I make him lunch 4 days a week and pack his bag the night before. I cook dinner but that is a given I need to feed myself and the kids too. I found my old ipod and got a itunes card and bought him songs that he likes with it and then wrapped it up as a gift. I made him sell his ring yesterday and I got him a new one waiting for it to be sized. And I write him little notes around the house on given days to tell him I love him. And give him cards with little love notes in them too.
He has put away the clothes at times, done the wash. Puts his clothes in the hamper...which is huge for him to do. He has only given me a card with a lottery ticket inside. 
He got upset at me one day because I got myself some flowers but has yet to come home with flowers for me. I told him I was going to buy myself a heart charm and he got upset with that too. If I wait for him to get anything for me he would never get it.

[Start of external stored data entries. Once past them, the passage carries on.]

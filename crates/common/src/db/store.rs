//! Persistence seam for chunk rows
//!
//! The ingestion service writes through this trait so tests can
//! substitute an in-memory store for the Postgres repository.

use crate::errors::Result;
use async_trait::async_trait;

/// One chunk row ready for insertion
#[derive(Debug, Clone)]
pub struct NewChunk {
    /// Owning document identifier (URI, path, or filename)
    pub document_uri: String,
    /// 0-based position within the document
    pub chunk_num: i32,
    /// Sanitized chunk text
    pub text: String,
    /// Metadata inherited from the document
    pub metadata: serde_json::Value,
}

/// Trait for chunk persistence backends
#[async_trait]
pub trait ChunkStore: Send + Sync {
    /// Insert a single chunk row, deriving its search vector from the text
    async fn insert_chunk(&self, chunk: &NewChunk) -> Result<()>;

    /// Check that the backend is reachable
    async fn ping(&self) -> Result<()>;
}
//! DocForge Fetch CLI
//!
//! Walks a MinIO (S3-compatible) bucket prefix and posts every object
//! to a running ingestion service. Intended for bulk backfills of an
//! existing document store.

use anyhow::{bail, Context, Result};
use aws_config::BehaviorVersion;
use aws_sdk_s3::config::{Credentials, Region};
use clap::Parser;
use serde_json::json;
use std::process::ExitCode;
use tracing::{error, info, warn};

#[derive(Parser, Debug)]
#[command(name = "fetch", about = "Bulk-ingest documents from MinIO into DocForge")]
struct Args {
    /// MinIO endpoint URL, e.g. http://localhost:9000
    #[arg(long, env = "MINIO_ENDPOINT")]
    endpoint: Option<String>,

    /// MinIO access key
    #[arg(long, env = "MINIO_ACCESS_KEY")]
    access_key: Option<String>,

    /// MinIO secret key
    #[arg(long, env = "MINIO_SECRET_KEY")]
    secret_key: Option<String>,

    /// Bucket to read from
    #[arg(long, env = "MINIO_BUCKET", default_value = "kb-documents")]
    bucket: String,

    /// Key prefix to walk
    #[arg(long, env = "MINIO_PREFIX", default_value = "data/")]
    prefix: String,

    /// Ingestion endpoint, e.g. http://localhost:8001/ingest
    #[arg(long)]
    ingest_url: String,

    /// List matching objects without downloading or ingesting
    #[arg(long)]
    dry_run: bool,

    /// Stop after this many objects
    #[arg(long)]
    limit: Option<usize>,
}

#[tokio::main]
async fn main() -> ExitCode {
    tracing_subscriber::fmt()
        .with_target(false)
        .compact()
        .init();

    match run(Args::parse()).await {
        Ok(()) => ExitCode::SUCCESS,
        Err(e) => {
            error!(error = %e, "Fetch run failed");
            ExitCode::FAILURE
        }
    }
}

async fn run(args: Args) -> Result<()> {
    let Some(endpoint) = args.endpoint.clone() else {
        bail!("MinIO endpoint not set (use --endpoint or MINIO_ENDPOINT)");
    };
    let (Some(access_key), Some(secret_key)) = (args.access_key.clone(), args.secret_key.clone())
    else {
        bail!("MinIO credentials not set (use --access-key/--secret-key or MINIO_ACCESS_KEY/MINIO_SECRET_KEY)");
    };

    let client = s3_client(&endpoint, &access_key, &secret_key).await;
    let keys = list_object_keys(&client, &args.bucket, &args.prefix, args.limit).await?;
    info!(
        bucket = %args.bucket,
        prefix = %args.prefix,
        count = keys.len(),
        "Found objects to ingest"
    );

    if args.dry_run {
        for key in &keys {
            info!(key = %key, "Would ingest");
        }
        return Ok(());
    }

    let http = reqwest::Client::new();
    let mut successful = 0usize;
    let mut failed = 0usize;

    for key in &keys {
        match ingest_object(&client, &http, &args, key).await {
            Ok(chunks) => {
                successful += 1;
                info!(key = %key, chunks = chunks, "Ingested");
            }
            Err(e) => {
                failed += 1;
                warn!(key = %key, error = %e, "Failed to ingest");
            }
        }
    }

    info!(successful, failed, "Fetch run complete");
    if failed > 0 {
        bail!("{failed} object(s) failed to ingest");
    }
    Ok(())
}

/// Build an S3 client pointed at a MinIO endpoint. Path-style
/// addressing is required because MinIO does not serve virtual-host
/// bucket URLs by default.
async fn s3_client(endpoint: &str, access_key: &str, secret_key: &str) -> aws_sdk_s3::Client {
    let credentials = Credentials::new(access_key, secret_key, None, None, "docforge-fetch");
    let shared = aws_config::defaults(BehaviorVersion::latest())
        .endpoint_url(endpoint)
        .credentials_provider(credentials)
        .region(Region::new("us-east-1"))
        .load()
        .await;
    let config = aws_sdk_s3::config::Builder::from(&shared)
        .force_path_style(true)
        .build();
    aws_sdk_s3::Client::from_conf(config)
}

/// List object keys under the prefix, skipping directory placeholders.
async fn list_object_keys(
    client: &aws_sdk_s3::Client,
    bucket: &str,
    prefix: &str,
    limit: Option<usize>,
) -> Result<Vec<String>> {
    let mut keys = Vec::new();
    let mut pages = client
        .list_objects_v2()
        .bucket(bucket)
        .prefix(prefix)
        .into_paginator()
        .send();

    'outer: while let Some(page) = pages.next().await {
        let page = page.context("listing bucket objects")?;
        for object in page.contents() {
            let Some(key) = object.key() else { continue };
            if !is_document_key(key) {
                continue;
            }
            keys.push(key.to_string());
            if let Some(limit) = limit {
                if keys.len() >= limit {
                    break 'outer;
                }
            }
        }
    }
    Ok(keys)
}

/// Download one object and post it to the ingestion service.
async fn ingest_object(
    client: &aws_sdk_s3::Client,
    http: &reqwest::Client,
    args: &Args,
    key: &str,
) -> Result<usize> {
    let object = client
        .get_object()
        .bucket(&args.bucket)
        .key(key)
        .send()
        .await
        .context("downloading object")?;
    let bytes = object
        .body
        .collect()
        .await
        .context("reading object body")?
        .into_bytes();

    let metadata = object_metadata(&args.bucket, key);
    let part = reqwest::multipart::Part::bytes(bytes.to_vec()).file_name(object_filename(key));
    let form = reqwest::multipart::Form::new()
        .part("file", part)
        .text("metadata", metadata.to_string());

    let response = http
        .post(&args.ingest_url)
        .multipart(form)
        .send()
        .await
        .context("posting to ingestion service")?;

    if !response.status().is_success() {
        let status = response.status();
        let body = response.text().await.unwrap_or_default();
        bail!("ingestion service returned {status}: {body}");
    }

    let body: serde_json::Value = response.json().await.context("parsing ingest response")?;
    Ok(body["chunks_created"].as_u64().unwrap_or(0) as usize)
}

/// Directory placeholders end with a slash and carry no content.
fn is_document_key(key: &str) -> bool {
    !key.ends_with('/')
}

fn object_filename(key: &str) -> String {
    key.rsplit('/').next().unwrap_or(key).to_string()
}

fn object_metadata(bucket: &str, key: &str) -> serde_json::Value {
    json!({
        "source": "minio",
        "bucket": bucket,
        "original_path": key,
    })
}
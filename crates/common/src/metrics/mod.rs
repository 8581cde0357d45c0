//! Metrics and observability utilities
//!
//! Prometheus metrics with standardized naming conventions.

use metrics::{counter, describe_counter, describe_histogram, histogram, Unit};

/// Metrics prefix for all DocForge metrics
pub const METRICS_PREFIX: &str = "docforge";

/// Register all metric descriptions
pub fn register_metrics() {
    describe_counter!(
        format!("{}_documents_ingested_total", METRICS_PREFIX),
        Unit::Count,
        "Total documents ingested"
    );

    describe_counter!(
        format!("{}_chunks_created_total", METRICS_PREFIX),
        Unit::Count,
        "Total chunks persisted"
    );

    describe_counter!(
        format!("{}_chunks_skipped_total", METRICS_PREFIX),
        Unit::Count,
        "Total chunks dropped after a failed insert"
    );

    describe_histogram!(
        format!("{}_ingest_duration_seconds", METRICS_PREFIX),
        Unit::Seconds,
        "Document ingestion latency in seconds"
    );

    tracing::info!("Metrics registered");
}

/// Record the outcome of a single document ingestion
pub fn record_ingestion(duration_secs: f64, chunks_created: usize, chunks_skipped: usize) {
    counter!(format!("{}_documents_ingested_total", METRICS_PREFIX)).increment(1);
    counter!(format!("{}_chunks_created_total", METRICS_PREFIX))
        .increment(chunks_created as u64);

    if chunks_skipped > 0 {
        counter!(format!("{}_chunks_skipped_total", METRICS_PREFIX))
            .increment(chunks_skipped as u64);
    }

    histogram!(format!("{}_ingest_duration_seconds", METRICS_PREFIX)).record(duration_secs);
}
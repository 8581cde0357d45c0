//! Configuration management for DocForge services
//!
//! Supports loading configuration from:
//! - Environment variables (prefixed with APP__)
//! - Configuration files (config/default, config/<env>, config/local)
//! - Default values

use config::{Config, ConfigError, Environment, File};
use serde::{Deserialize, Serialize};
use std::time::Duration;

/// Main application configuration
#[derive(Debug, Clone, Deserialize, Serialize)]
pub struct AppConfig {
    /// Server configuration
    pub server: ServerConfig,

    /// Database configuration
    pub database: DatabaseConfig,

    /// Chunking configuration
    #[serde(default)]
    pub chunking: ChunkingConfig,
}

#[derive(Debug, Clone, Deserialize, Serialize)]
pub struct ServerConfig {
    /// Host to bind to
    #[serde(default = "default_host")]
    pub host: String,

    /// Port to listen on
    #[serde(default = "default_port")]
    pub port: u16,

    /// Prometheus metrics port (0 to disable)
    #[serde(default = "default_metrics_port")]
    pub metrics_port: u16,
}

#[derive(Debug, Clone, Deserialize, Serialize)]
pub struct DatabaseConfig {
    /// Postgres connection URL
    pub url: String,

    /// Maximum number of connections
    #[serde(default = "default_max_connections")]
    pub max_connections: u32,

    /// Minimum number of connections
    #[serde(default = "default_min_connections")]
    pub min_connections: u32,

    /// Connection timeout in seconds
    #[serde(default = "default_connect_timeout")]
    pub connect_timeout_secs: u64,

    /// Idle timeout in seconds
    #[serde(default = "default_idle_timeout")]
    pub idle_timeout_secs: u64,
}

/// Parameters for the recursive text splitter
#[derive(Debug, Clone, Deserialize, Serialize)]
pub struct ChunkingConfig {
    /// Maximum chunk length in characters
    #[serde(default = "default_chunk_size")]
    pub chunk_size: usize,

    /// Characters shared between consecutive chunks
    #[serde(default = "default_chunk_overlap")]
    pub chunk_overlap: usize,
}

// Default value functions
fn default_host() -> String { "0.0.0.0".to_string() }
fn default_port() -> u16 { 8001 }
fn default_metrics_port() -> u16 { 9090 }
fn default_max_connections() -> u32 { 20 }
fn default_min_connections() -> u32 { 2 }
fn default_connect_timeout() -> u64 { 10 }
fn default_idle_timeout() -> u64 { 300 }
fn default_chunk_size() -> usize { 800 }
fn default_chunk_overlap() -> usize { 150 }

impl Default for ChunkingConfig {
    fn default() -> Self {
        Self {
            chunk_size: default_chunk_size(),
            chunk_overlap: default_chunk_overlap(),
        }
    }
}

impl AppConfig {
    /// Load configuration from environment and files
    pub fn load() -> Result<Self, ConfigError> {
        let env = std::env::var("APP_ENV").unwrap_or_else(|_| "development".to_string());

        let config = Config::builder()
            // Load base config file
            .add_source(File::with_name("config/default").required(false))
            // Load environment-specific config
            .add_source(File::with_name(&format!("config/{}", env)).required(false))
            // Load local overrides
            .add_source(File::with_name("config/local").required(false))
            // Load from environment variables with APP__ prefix
            // e.g., APP__DATABASE__URL=postgres://...
            .add_source(
                Environment::with_prefix("APP")
                    .separator("__")
                    .try_parsing(true),
            )
            .build()?;

        config.try_deserialize()
    }

    /// Get connection timeout as Duration
    pub fn connect_timeout(&self) -> Duration {
        Duration::from_secs(self.database.connect_timeout_secs)
    }
}

impl Default for AppConfig {
    fn default() -> Self {
        Self {
            server: ServerConfig {
                host: default_host(),
                port: default_port(),
                metrics_port: default_metrics_port(),
            },
            database: DatabaseConfig {
                url: "postgres://localhost/docforge".to_string(),
                max_connections: default_max_connections(),
                min_connections: default_min_connections(),
                connect_timeout_secs: default_connect_timeout(),
                idle_timeout_secs: default_idle_timeout(),
            },
            chunking: ChunkingConfig::default(),
        }
    }
}

#[cfg(test)]
mod tests {
    use super::*;

    #[test]
    fn test_default_config() {
        let config = AppConfig::default();
        assert_eq!(config.server.port, 8001);
        assert_eq!(config.chunking.chunk_size, 800);
        assert_eq!(config.chunking.chunk_overlap, 150);
    }

    #[test]
    fn test_overlap_smaller_than_chunk_size() {
        let config = ChunkingConfig::default();
        assert!(config.chunk_overlap < config.chunk_size);
    }
}
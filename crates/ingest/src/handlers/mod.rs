//! HTTP request handlers

pub mod health;
pub mod ingest;

use crate::service::IngestService;

/// Shared application state
#[derive(Clone)]
pub struct AppState {
    pub service: IngestService,
}
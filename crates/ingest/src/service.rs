//! Ingestion service
//!
//! Orchestrates sanitize, chunk, and store for single documents and
//! batches. Transient chunk insert failures are logged and skipped so
//! one bad row never discards the rest of a document; a store that
//! persists nothing fails the document. Batch items are isolated so
//! one failing document never aborts its siblings.

use crate::chunker::chunk_text;
use crate::sanitize::clean_text;
use docforge_common::config::ChunkingConfig;
use docforge_common::{AppError, ChunkStore, NewChunk, Result};
use serde::Serialize;
use std::path::Path;
use std::sync::Arc;
use std::time::Instant;
use tracing::{info, warn};

/// Per-document outcome within a batch
#[derive(Debug, Serialize)]
pub struct DocumentResult {
    pub uri: String,
    pub success: bool,
    #[serde(skip_serializing_if = "Option::is_none")]
    pub chunks: Option<usize>,
    #[serde(skip_serializing_if = "Option::is_none")]
    pub error: Option<String>,
}

/// Summary of a batch ingestion run
#[derive(Debug, Serialize)]
pub struct BatchSummary {
    pub total: usize,
    pub successful: usize,
    pub failed: usize,
    pub results: Vec<DocumentResult>,
}

/// Service handling document ingestion
#[derive(Clone)]
pub struct IngestService {
    store: Arc<dyn ChunkStore>,
    chunking: ChunkingConfig,
}

impl IngestService {
    pub fn new(store: Arc<dyn ChunkStore>, chunking: ChunkingConfig) -> Self {
        Self { store, chunking }
    }

    /// Sanitize, chunk, and store one document. Returns the number of
    /// chunks actually inserted.
    ///
    /// A transient insert failure skips that chunk and continues. A
    /// connection-class failure, or a run where no chunk at all could
    /// be persisted, fails the whole document.
    pub async fn ingest_text(
        &self,
        document_uri: &str,
        raw_text: &str,
        metadata: serde_json::Value,
    ) -> Result<usize> {
        let started = Instant::now();
        let text = clean_text(raw_text);
        let chunks = chunk_text(&text, &self.chunking);
        let total = chunks.len();

        let mut inserted = 0usize;
        let mut last_err: Option<AppError> = None;
        for chunk in chunks {
            let row = NewChunk {
                document_uri: document_uri.to_string(),
                chunk_num: chunk.chunk_num,
                text: chunk.text,
                metadata: metadata.clone(),
            };
            match self.store.insert_chunk(&row).await {
                Ok(()) => inserted += 1,
                Err(e) if e.is_connection_error() => {
                    warn!(
                        document_uri = %document_uri,
                        chunk_num = row.chunk_num,
                        error = %e,
                        "Store unreachable, aborting document"
                    );
                    return Err(e);
                }
                Err(e) => {
                    warn!(
                        document_uri = %document_uri,
                        chunk_num = row.chunk_num,
                        error = %e,
                        "Failed to insert chunk, skipping"
                    );
                    last_err = Some(e);
                }
            }
        }

        // Skipping is best-effort within a document; persisting nothing
        // out of a non-empty chunk list is a document failure.
        if inserted == 0 {
            if let Some(e) = last_err {
                return Err(e);
            }
        }

        let skipped = total - inserted;
        docforge_common::metrics::record_ingestion(
            started.elapsed().as_secs_f64(),
            inserted,
            skipped,
        );
        info!(
            document_uri = %document_uri,
            chunks_created = inserted,
            chunks_skipped = skipped,
            "Document ingested"
        );
        Ok(inserted)
    }

    /// Ingest a document from a local path.
    pub async fn ingest_path(&self, path: &str, metadata: serde_json::Value) -> Result<usize> {
        if !Path::new(path).exists() {
            return Err(AppError::DocumentNotFound(path.to_string()));
        }
        let bytes = tokio::fs::read(path).await?;
        let text = String::from_utf8_lossy(&bytes);
        self.ingest_text(path, &text, metadata).await
    }

    /// Ingest a list of document paths sequentially. Each item's
    /// failure is captured in the summary instead of aborting the run.
    pub async fn ingest_batch(&self, uris: Vec<String>) -> BatchSummary {
        let mut results = Vec::with_capacity(uris.len());
        let mut successful = 0usize;
        let mut failed = 0usize;

        for uri in &uris {
            match self.ingest_path(uri, serde_json::json!({})).await {
                Ok(chunks) => {
                    successful += 1;
                    results.push(DocumentResult {
                        uri: uri.clone(),
                        success: true,
                        chunks: Some(chunks),
                        error: None,
                    });
                }
                Err(e) => {
                    failed += 1;
                    warn!(uri = %uri, error = %e, "Batch item failed");
                    results.push(DocumentResult {
                        uri: uri.clone(),
                        success: false,
                        chunks: None,
                        error: Some(e.to_string()),
                    });
                }
            }
        }

        BatchSummary {
            total: uris.len(),
            successful,
            failed,
            results,
        }
    }

    /// Check connectivity to the chunk store.
    pub async fn ping(&self) -> Result<()> {
        self.store.ping().await
    }
}

#[cfg(test)]
mod tests {
    use super::*;
    use async_trait::async_trait;
    use std::io::Write;
    use std::sync::Mutex;

    #[derive(Default)]
    struct MemoryStore {
        rows: Mutex<Vec<NewChunk>>,
    }

    #[async_trait]
    impl ChunkStore for MemoryStore {
        async fn insert_chunk(&self, chunk: &NewChunk) -> Result<()> {
            self.rows
                .lock()
                .map_err(|_| AppError::Validation("poisoned".into()))?
                .push(chunk.clone());
            Ok(())
        }

        async fn ping(&self) -> Result<()> {
            Ok(())
        }
    }

    /// Rejects every insert, as an unreachable database would.
    struct DeadStore;

    #[async_trait]
    impl ChunkStore for DeadStore {
        async fn insert_chunk(&self, _chunk: &NewChunk) -> Result<()> {
            Err(AppError::DatabaseConnection("connection refused".into()))
        }

        async fn ping(&self) -> Result<()> {
            Err(AppError::DatabaseConnection("connection refused".into()))
        }
    }

    /// Fails every insert with a statement-level error.
    struct RejectingStore;

    #[async_trait]
    impl ChunkStore for RejectingStore {
        async fn insert_chunk(&self, _chunk: &NewChunk) -> Result<()> {
            Err(AppError::Validation("malformed row".into()))
        }

        async fn ping(&self) -> Result<()> {
            Ok(())
        }
    }

    /// Fails every insert whose chunk_num matches.
    struct FlakyStore {
        inner: MemoryStore,
        fail_chunk: i32,
    }

    #[async_trait]
    impl ChunkStore for FlakyStore {
        async fn insert_chunk(&self, chunk: &NewChunk) -> Result<()> {
            if chunk.chunk_num == self.fail_chunk {
                return Err(AppError::Validation("simulated insert failure".into()));
            }
            self.inner.insert_chunk(chunk).await
        }

        async fn ping(&self) -> Result<()> {
            Ok(())
        }
    }

    fn service_with(store: Arc<dyn ChunkStore>) -> IngestService {
        IngestService::new(
            store,
            ChunkingConfig {
                chunk_size: 100,
                chunk_overlap: 20,
            },
        )
    }

    #[tokio::test]
    async fn ingest_text_stores_ordered_chunks() {
        let store = Arc::new(MemoryStore::default());
        let service = service_with(store.clone());

        let text = (0..80).map(|i| format!("word{i}")).collect::<Vec<_>>().join(" ");
        let inserted = service
            .ingest_text("doc-1", &text, serde_json::json!({"k": "v"}))
            .await
            .unwrap();

        let rows = store.rows.lock().unwrap();
        assert_eq!(inserted, rows.len());
        assert!(inserted > 1);
        for (i, row) in rows.iter().enumerate() {
            assert_eq!(row.chunk_num, i as i32);
            assert_eq!(row.document_uri, "doc-1");
            assert_eq!(row.metadata["k"], "v");
        }
    }

    #[tokio::test]
    async fn empty_text_is_success_with_zero_chunks() {
        let service = service_with(Arc::new(MemoryStore::default()));
        let inserted = service
            .ingest_text("empty", "  \n\n ", serde_json::json!({}))
            .await
            .unwrap();
        assert_eq!(inserted, 0);
    }

    #[tokio::test]
    async fn failed_chunk_insert_is_skipped_not_fatal() {
        let store = Arc::new(FlakyStore {
            inner: MemoryStore::default(),
            fail_chunk: 1,
        });
        let service = service_with(store.clone());

        let text = (0..80).map(|i| format!("word{i}")).collect::<Vec<_>>().join(" ");
        let inserted = service
            .ingest_text("doc-2", &text, serde_json::json!({}))
            .await
            .unwrap();

        let stored = store.inner.rows.lock().unwrap().len();
        assert_eq!(inserted, stored);
        assert!(store.inner.rows.lock().unwrap().iter().all(|r| r.chunk_num != 1));
    }

    #[tokio::test]
    async fn unreachable_store_fails_the_document() {
        let service = service_with(Arc::new(DeadStore));
        let text = (0..80).map(|i| format!("word{i}")).collect::<Vec<_>>().join(" ");
        let err = service
            .ingest_text("doc-dead", &text, serde_json::json!({}))
            .await
            .unwrap_err();
        assert!(matches!(err, AppError::DatabaseConnection(_)));
    }

    #[tokio::test]
    async fn persisting_nothing_is_a_document_failure() {
        let service = service_with(Arc::new(RejectingStore));
        let text = (0..80).map(|i| format!("word{i}")).collect::<Vec<_>>().join(" ");
        let err = service
            .ingest_text("doc-rejected", &text, serde_json::json!({}))
            .await
            .unwrap_err();
        assert!(matches!(err, AppError::Validation(_)));
    }

    #[tokio::test]
    async fn unreachable_store_fails_every_batch_entry() {
        let dir = tempfile::tempdir().unwrap();
        let path_a = dir.path().join("a.txt");
        let path_b = dir.path().join("b.txt");
        writeln!(std::fs::File::create(&path_a).unwrap(), "first document body").unwrap();
        writeln!(std::fs::File::create(&path_b).unwrap(), "second document body").unwrap();

        let service = service_with(Arc::new(DeadStore));
        let summary = service
            .ingest_batch(vec![
                path_a.to_string_lossy().into_owned(),
                path_b.to_string_lossy().into_owned(),
            ])
            .await;

        assert_eq!(summary.total, 2);
        assert_eq!(summary.successful, 0);
        assert_eq!(summary.failed, 2);
        assert!(summary.results.iter().all(|r| !r.success && r.error.is_some()));
    }

    #[tokio::test]
    async fn ingest_path_missing_file_is_not_found() {
        let service = service_with(Arc::new(MemoryStore::default()));
        let err = service
            .ingest_path("/no/such/file.txt", serde_json::json!({}))
            .await
            .unwrap_err();
        assert!(matches!(err, AppError::DocumentNotFound(_)));
    }

    #[tokio::test]
    async fn batch_isolates_failures_and_preserves_order() {
        let dir = tempfile::tempdir().unwrap();
        let good_a = dir.path().join("a.txt");
        let good_b = dir.path().join("b.txt");
        writeln!(std::fs::File::create(&good_a).unwrap(), "first document body").unwrap();
        writeln!(std::fs::File::create(&good_b).unwrap(), "second document body").unwrap();

        let service = service_with(Arc::new(MemoryStore::default()));
        let uris = vec![
            good_a.to_string_lossy().into_owned(),
            "/missing/doc.txt".to_string(),
            good_b.to_string_lossy().into_owned(),
        ];
        let summary = service.ingest_batch(uris.clone()).await;

        assert_eq!(summary.total, 3);
        assert_eq!(summary.successful, 2);
        assert_eq!(summary.failed, 1);
        assert_eq!(summary.results.len(), 3);
        for (result, uri) in summary.results.iter().zip(&uris) {
            assert_eq!(&result.uri, uri);
        }
        assert!(summary.results[0].success);
        assert!(!summary.results[1].success);
        assert!(summary.results[1].error.is_some());
        assert!(summary.results[2].success);
    }

    #[tokio::test]
    async fn empty_batch_is_an_empty_summary() {
        let service = service_with(Arc::new(MemoryStore::default()));
        let summary = service.ingest_batch(Vec::new()).await;
        assert_eq!(summary.total, 0);
        assert_eq!(summary.successful, 0);
        assert_eq!(summary.failed, 0);
        assert!(summary.results.is_empty());
    }
}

We are to pick him his ring next week and he said we can look then but can't get anything why do that too me.
I told him how I feel and he told me he understands but he needs time. Dude you are the one that cheated not me it's time to put the past behide us and move on to rebuilding our marriage stonger.


----------



## jen1020 (Dec 18, 2011)

lovemylife26 said:


> It's been a month since Dday. If I wait for him to get anything for me he would never get it.


This jumped out at me.

I wonder what would happen if you stopped organising and planning everything? If you are the only one keeping this together then is it worth it? Why don't you try to take a step or two back and see what happens.

By doing this, your relationship could take a huge turn for the worse and then you would know you are being played. However you may find he then starts pulling his weight too.

Just a thought.

Jen


----------



## lovemylife26 (Mar 21, 2012)

Thanks. He is the one that said we should go to IC and MC


----------



## Hope1964 (Sep 26, 2011)

Wow, as I read that I thought it must have been YOU that cheated! Why on earth are you doing all that for him??

Catering to him right now would be the LAST thing I would do. But then, I kicked my cheating hubby out of the house and we were split up for 5 months right after D day.


----------



## jen1020 (Dec 18, 2011)

That's good that he suggested that.

I'm not saying he isn't doing anything to make amends but he needs to be doing far more than you if he was the one that cheated.

Jen


----------



## lovemylife26 (Mar 21, 2012)

and he asked me too renew our vows this summer.


----------



## lovemylife26 (Mar 21, 2012)

i tell him that he needs to do more to prove it to me and he says it's all little things he is doing. And saying things to me which i do love. Its almost like we are dating again but im the one putting more effort into this time around.


----------



## endlessgrief (Feb 19, 2012)

Doing all those little romantic things means you are trying really hard. However you are not getting the results you desire, and you won't. He will start to take you for granted, and since he cheated, he already has.

Perhaps doing the 180 or something close to it would get more results. I am not suggesting you play mind games, this would be for YOUR benefit. You need to get emotionally stronger, this takes time, but in the meantime, stop the romantic stuff, it is hurting you. You need to lower your expectations and take care of your own heart.


----------



## Pit-of-my-stomach (Nov 2, 2010)

Maybe he is trying but you dont understand one anothers love languages very well...?

The 5 Love Languages and (book)


----------



## Remains (Jan 24, 2012)

lovemylife26 said:


> It's been a month since Dday. And I feel like I'm doing more work into this than him, it's all little things but still.
> 
> He has only given me a card with a lottery ticket inside.
> 
> ...


It is always the little things that matter. Always. Don't underestimate the little things because without them there is nothing. No daily pleasures. Who cares about the big things when there are no little things to make life easier, better, happier. 

It sounds to me like he doesn't really have to put a lot of effort in. He is putting a little in, just enough to give u a little hope, but nothing more. He got cross because u bought yourself some flowers?!!! And want to buy yourself a heart charm?!! (Though I don't understand that, if it is a symbolism of you and him then it should definitely NOT be you that buys it) Remorseful? Hmmm. Sounds like the behaviour of a man who forgot your anniversary...not a man who cheated. Sounds like you are enabling him to not bother also. All the work and effort is on your end, even the bloody flowers! Sorry if this sounds harsh, I know how difficult it is when you want to make it work with the man you love. I have been putting all the hard work in for 10 months now (though he does the little things, he hasn't done the essential post-DD things of talking openly etc) and finally the penny has dropped...fully...I think/hope. Start making demands of him to give what you need, and stop enabling him to ignore your demands.


----------



## lovemylife26 (Mar 21, 2012)

He did bring home flowers the other day. He come home with purple roses which are my favorite color rose.
Last night we got into a fight. Before bed I took my shower and he came into the bathroom to tell me how much he loved me and was sorry. And then he came into the shower fully clothed. He is crazy.


----------